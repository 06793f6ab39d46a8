//! Dry-run report of what the next cycle would do.
//!
//! Reads rules and lists pending runs exactly like a cycle, but never calls
//! any mutating platform operation.

use chrono::Utc;
use fallback_reconcile::{age_minutes, group_rules, is_stuck, FallbackRule, Pager};
use serde::Serialize;
use tracing::{info, instrument, warn};

use super::reconciler::{FallbackReconciler, SchedulerError};

/// Preview output, serialized as JSON by the `preview` command.
#[derive(Debug, Clone, Serialize)]
#[serde(rename_all = "camelCase")]
pub struct PreviewReport {
    pub summary: PreviewSummary,
    pub rules: Vec<FallbackRule>,
    pub stuck_jobs: Vec<StuckJob>,
    #[serde(skip_serializing_if = "Vec::is_empty")]
    pub source_errors: Vec<SourceError>,
}

#[derive(Debug, Clone, Serialize)]
#[serde(rename_all = "camelCase")]
pub struct PreviewSummary {
    pub total_rules: usize,
    pub unique_sources: usize,
    pub stuck_jobs_found: usize,
    pub stuck_threshold_minutes: u64,
}

/// A run the next cycle would consider stuck.
#[derive(Debug, Clone, Serialize)]
#[serde(rename_all = "camelCase")]
pub struct StuckJob {
    pub job_run_id: String,
    pub job_run_name: String,
    pub application_id: String,
    pub application_name: String,
    pub source_cluster_id: String,
    pub source_workspace_id: String,
    pub created_at: i64,
    pub stuck_minutes: i64,
    /// Rule that would govern the migration; absent when nothing matches.
    #[serde(skip_serializing_if = "Option::is_none")]
    pub matching_rule_id: Option<String>,
}

/// A source group whose runs could not be listed.
#[derive(Debug, Clone, Serialize)]
#[serde(rename_all = "camelCase")]
pub struct SourceError {
    pub source_cluster_id: String,
    pub source_workspace_id: String,
    pub error: String,
}

impl FallbackReconciler {
    /// Build a [`PreviewReport`] without migrating anything.
    ///
    /// Runs regardless of the enabled flag and does not take the cycle guard.
    #[instrument(skip(self))]
    pub async fn preview(&self) -> Result<PreviewReport, SchedulerError> {
        let auth = self.credential().ok_or(SchedulerError::MissingCredential)?;
        let threshold = self.settings().stuck_threshold_minutes;

        let rules = self.rule_store().list_rules().await?;
        let groups = group_rules(rules.iter().cloned());

        let mut stuck_jobs = Vec::new();
        let mut source_errors = Vec::new();

        for group in groups.values() {
            let mut pager = Pager::new(self.settings().page_size);
            loop {
                let page = match self.next_page(auth, &group.source, &mut pager).await {
                    Ok(Some(page)) => page,
                    Ok(None) => break,
                    Err(e) => {
                        warn!(
                            source_cluster_id = %group.source.cluster_id,
                            source_workspace_id = %group.source.workspace_id,
                            error = %e,
                            "Failed to list job runs for preview"
                        );
                        source_errors.push(SourceError {
                            source_cluster_id: group.source.cluster_id.clone(),
                            source_workspace_id: group.source.workspace_id.clone(),
                            error: e.to_string(),
                        });
                        break;
                    }
                };

                let now = Utc::now().timestamp_millis();
                stuck_jobs.extend(page.iter().filter(|run| is_stuck(run, now, threshold)).map(
                    |run| StuckJob {
                        job_run_id: run.id.clone(),
                        job_run_name: run.name.clone(),
                        application_id: run.application_id.clone(),
                        application_name: run.application_name.clone(),
                        source_cluster_id: group.source.cluster_id.clone(),
                        source_workspace_id: group.source.workspace_id.clone(),
                        created_at: run.created_at,
                        stuck_minutes: age_minutes(run, now),
                        matching_rule_id: group.match_run(run).map(|rule| rule.id.clone()),
                    },
                ));
            }
        }

        info!(
            rule_count = rules.len(),
            source_count = groups.len(),
            stuck_jobs = stuck_jobs.len(),
            "Fallback preview complete"
        );

        Ok(PreviewReport {
            summary: PreviewSummary {
                total_rules: rules.len(),
                unique_sources: groups.len(),
                stuck_jobs_found: stuck_jobs.len(),
                stuck_threshold_minutes: threshold,
            },
            rules,
            stuck_jobs,
            source_errors,
        })
    }
}
//! HTTP implementation of the compute client.

use async_trait::async_trait;
use fallback_reconcile::{JobRun, JobRunPage, JobRunStatus};
use reqwest::header::{HeaderMap, HeaderValue, AUTHORIZATION, CONTENT_TYPE};
use reqwest::{Method, RequestBuilder, Response};
use serde::de::DeserializeOwned;
use serde::{Deserialize, Serialize};
use serde_json::Value;
use tracing::debug;

use super::{
    ComputeClient, ComputeError, CreateApplicationRequest, CreatedApplication, Credential,
    Deployment, JobRunQuery,
};
use crate::config::ComputeConfig;

/// Header carrying the tenant a call is scoped to.
pub const TENANT_HEADER: &str = "x-tenant-name";

/// Error code the platform uses when a job has no active deployment yet.
const DEPLOYMENT_NOT_READY_CODE: &str = "ACTIVE_DEPLOYMENT_NOT_FOUND";
const DEPLOYMENT_NOT_READY_MESSAGE: &str = "active deployment not found";

/// Compute platform client over its REST API.
#[derive(Debug, Clone)]
pub struct HttpComputeClient {
    client: reqwest::Client,
    base_url: String,
}

impl HttpComputeClient {
    pub fn new(config: &ComputeConfig) -> Result<Self, ComputeError> {
        let mut headers = HeaderMap::new();
        headers.insert(CONTENT_TYPE, HeaderValue::from_static("application/json"));

        let client = reqwest::Client::builder()
            .default_headers(headers)
            .timeout(config.timeout)
            .build()
            .map_err(|e| ComputeError::Setup(e.to_string()))?;

        Ok(Self {
            client,
            base_url: config.api_url.trim_end_matches('/').to_string(),
        })
    }

    fn url(&self, path: &str) -> String {
        format!("{}{}", self.base_url, path)
    }

    fn request(
        &self,
        method: Method,
        path: &str,
        auth: &Credential,
        tenant: Option<&str>,
    ) -> RequestBuilder {
        let mut request = self
            .client
            .request(method, self.url(path))
            .header(AUTHORIZATION, auth.bearer());
        if let Some(tenant) = tenant {
            request = request.header(TENANT_HEADER, tenant);
        }
        request
    }

    async fn send_json<T: DeserializeOwned>(
        &self,
        request: RequestBuilder,
    ) -> Result<T, ComputeError> {
        let response = request.send().await.map_err(transport_error)?;
        if !response.status().is_success() {
            return Err(error_from_response(response).await);
        }
        response
            .json()
            .await
            .map_err(|e| ComputeError::InvalidResponse(e.to_string()))
    }

    async fn send_empty(&self, request: RequestBuilder) -> Result<(), ComputeError> {
        let response = request.send().await.map_err(transport_error)?;
        if !response.status().is_success() {
            return Err(error_from_response(response).await);
        }
        Ok(())
    }
}

#[async_trait]
impl ComputeClient for HttpComputeClient {
    async fn list_job_runs(
        &self,
        auth: &Credential,
        cluster_id: &str,
        workspace_id: &str,
        query: &JobRunQuery,
    ) -> Result<JobRunPage, ComputeError> {
        let mut params: Vec<(&str, String)> = vec![
            ("clusterId", cluster_id.to_string()),
            ("workspaceId", workspace_id.to_string()),
            ("limit", query.limit.to_string()),
            ("offset", query.offset.to_string()),
        ];
        params.extend(
            query
                .statuses
                .iter()
                .map(|status| ("status", status.as_str().to_string())),
        );

        debug!(cluster_id, workspace_id, offset = query.offset, "Listing job runs");
        let request = self
            .request(Method::GET, "/api/svc/v1/job-runs", auth, None)
            .query(&params);
        let body: JobRunListResponse = self.send_json(request).await?;

        let has_more = body.pagination.has_more(query.offset, body.data.len());
        Ok(JobRunPage {
            runs: body.data.into_iter().map(JobRun::from).collect(),
            has_more,
        })
    }

    async fn get_deployment_manifest(
        &self,
        auth: &Credential,
        application_id: &str,
        version: Option<&str>,
        tenant: &str,
    ) -> Result<Deployment, ComputeError> {
        let path = format!("/api/svc/v1/apps/{application_id}/deployment");
        let mut request = self.request(Method::GET, &path, auth, Some(tenant));
        if let Some(version) = version {
            request = request.query(&[("version", version)]);
        }

        let body: DeploymentResponse = self.send_json(request).await?;
        Ok(Deployment {
            manifest: body.manifest.filter(|m| !m.is_null()),
        })
    }

    async fn create_application(
        &self,
        auth: &Credential,
        request: &CreateApplicationRequest,
        tenant: &str,
    ) -> Result<CreatedApplication, ComputeError> {
        let http = self
            .request(Method::PUT, "/api/svc/v1/apps", auth, Some(tenant))
            .json(request);
        let body: CreateApplicationResponse = self.send_json(http).await?;

        // Prefer the application id; older platform versions only echo it on the deployment.
        let application_id = body
            .application
            .map(|app| app.id)
            .or(body.deployment.and_then(|d| d.application_id))
            .filter(|id| !id.is_empty())
            .ok_or_else(|| {
                ComputeError::InvalidResponse("create response has no application id".to_string())
            })?;

        Ok(CreatedApplication { application_id })
    }

    async fn trigger_job(
        &self,
        auth: &Credential,
        application_id: &str,
        input: Option<&Value>,
        tenant: &str,
    ) -> Result<(), ComputeError> {
        let body = TriggerJobRequest {
            application_id,
            input,
        };
        let request = self
            .request(Method::POST, "/api/svc/v1/jobs/trigger", auth, Some(tenant))
            .json(&body);
        self.send_empty(request).await
    }

    async fn terminate_job_run(
        &self,
        auth: &Credential,
        job_run_id: &str,
        job_run_name: &str,
        tenant: &str,
    ) -> Result<(), ComputeError> {
        let request = self
            .request(Method::POST, "/api/svc/v1/jobs/terminate", auth, Some(tenant))
            .query(&[("deploymentId", job_run_id), ("jobRunName", job_run_name)]);
        self.send_empty(request).await
    }
}

fn transport_error(e: reqwest::Error) -> ComputeError {
    if e.is_timeout() {
        ComputeError::Timeout(e.to_string())
    } else {
        ComputeError::Network(e.to_string())
    }
}

async fn error_from_response(response: Response) -> ComputeError {
    let status = response.status().as_u16();
    let text = response.text().await.unwrap_or_default();
    let body: ErrorBody = serde_json::from_str(&text).unwrap_or_default();
    let message = body
        .message
        .clone()
        .filter(|m| !m.is_empty())
        .unwrap_or(text);

    let not_ready = body.code.as_deref() == Some(DEPLOYMENT_NOT_READY_CODE)
        || message.to_lowercase().contains(DEPLOYMENT_NOT_READY_MESSAGE);
    if not_ready && (400..500).contains(&status) {
        return ComputeError::DeploymentNotReady(message);
    }

    ComputeError::Api { status, message }
}

#[derive(Debug, Default, Deserialize)]
struct ErrorBody {
    #[serde(default)]
    code: Option<String>,
    #[serde(default)]
    message: Option<String>,
}

#[derive(Debug, Deserialize)]
struct JobRunListResponse {
    #[serde(default)]
    data: Vec<WireJobRun>,
    #[serde(default)]
    pagination: WirePagination,
}

/// The platform reports either an explicit flag or a total count.
#[derive(Debug, Default, Deserialize)]
#[serde(rename_all = "camelCase")]
struct WirePagination {
    #[serde(default)]
    has_more: Option<bool>,
    #[serde(default)]
    total: Option<u64>,
    #[serde(default)]
    offset: Option<u64>,
}

impl WirePagination {
    fn has_more(&self, requested_offset: u32, returned: usize) -> bool {
        if let Some(has_more) = self.has_more {
            return has_more;
        }
        match self.total {
            Some(total) => {
                let offset = self.offset.unwrap_or(u64::from(requested_offset));
                offset + (returned as u64) < total
            }
            None => false,
        }
    }
}

#[derive(Debug, Deserialize)]
#[serde(rename_all = "camelCase")]
struct WireJobRun {
    id: String,
    name: String,
    application_id: String,
    application_name: String,
    #[serde(default)]
    deployment_version: Option<Value>,
    created_at: i64,
    #[serde(default)]
    command: Option<String>,
    status: JobRunStatus,
    #[serde(default)]
    tenant_name: Option<String>,
}

impl From<WireJobRun> for JobRun {
    fn from(run: WireJobRun) -> Self {
        // Versions arrive as numbers or strings depending on the endpoint.
        let deployment_version = match run.deployment_version {
            Some(Value::String(s)) if !s.is_empty() => Some(s),
            Some(Value::Number(n)) => Some(n.to_string()),
            _ => None,
        };

        Self {
            id: run.id,
            name: run.name,
            application_id: run.application_id,
            application_name: run.application_name,
            deployment_version,
            created_at: run.created_at,
            command: run.command,
            status: run.status,
            tenant_name: run.tenant_name,
        }
    }
}

#[derive(Debug, Deserialize)]
struct DeploymentResponse {
    #[serde(default)]
    manifest: Option<Value>,
}

#[derive(Debug, Deserialize)]
struct CreateApplicationResponse {
    #[serde(default)]
    application: Option<WireApplication>,
    #[serde(default)]
    deployment: Option<WireDeploymentRef>,
}

#[derive(Debug, Deserialize)]
struct WireApplication {
    id: String,
}

#[derive(Debug, Deserialize)]
#[serde(rename_all = "camelCase")]
struct WireDeploymentRef {
    #[serde(default)]
    application_id: Option<String>,
}

#[derive(Debug, Serialize)]
#[serde(rename_all = "camelCase")]
struct TriggerJobRequest<'a> {
    application_id: &'a str,
    #[serde(skip_serializing_if = "Option::is_none")]
    input: Option<&'a Value>,
}
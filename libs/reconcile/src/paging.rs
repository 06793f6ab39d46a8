//! Offset pagination over job-run listings.

use crate::DEFAULT_PAGE_SIZE;

/// Parameters for one page request.
#[derive(Debug, Clone, Copy, PartialEq, Eq)]
pub struct PageRequest {
    pub limit: u32,
    pub offset: u32,
}

/// Tracks progress through a paginated listing.
///
/// The offset advances by the number of runs actually returned, and the
/// listing ends when the platform reports no further pages or a page comes
/// back empty.
#[derive(Debug, Clone)]
pub struct Pager {
    limit: u32,
    offset: u32,
    done: bool,
}

impl Pager {
    pub fn new(limit: u32) -> Self {
        Self {
            limit: limit.max(1),
            offset: 0,
            done: false,
        }
    }

    /// The next page to request, or `None` once the listing is exhausted.
    pub fn next_request(&self) -> Option<PageRequest> {
        (!self.done).then_some(PageRequest {
            limit: self.limit,
            offset: self.offset,
        })
    }

    /// Record the result of the last requested page.
    pub fn advance(&mut self, returned: usize, has_more: bool) {
        if !has_more || returned == 0 {
            self.done = true;
            return;
        }
        let returned = u32::try_from(returned).unwrap_or(u32::MAX);
        self.offset = self.offset.saturating_add(returned);
    }

    pub fn offset(&self) -> u32 {
        self.offset
    }

    pub fn is_done(&self) -> bool {
        self.done
    }
}

impl Default for Pager {
    fn default() -> Self {
        Self::new(DEFAULT_PAGE_SIZE)
    }
}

# # # # #

Description of the task. Only the lines from the opening of the material through the line with "use serde::Serialize;" should be echoed, exactly as written.

Exercise answer.
repository 06793f6ab39d46a8
//! Dry-run report of what the next cycle would do.
//!
//! Reads rules and lists pending runs exactly like a cycle, but never calls
//! any mutating platform operation.

use chrono::Utc;
use fallback_reconcile::{age_minutes, group_rules, is_stuck, FallbackRule, Pager};
use serde::Serialize;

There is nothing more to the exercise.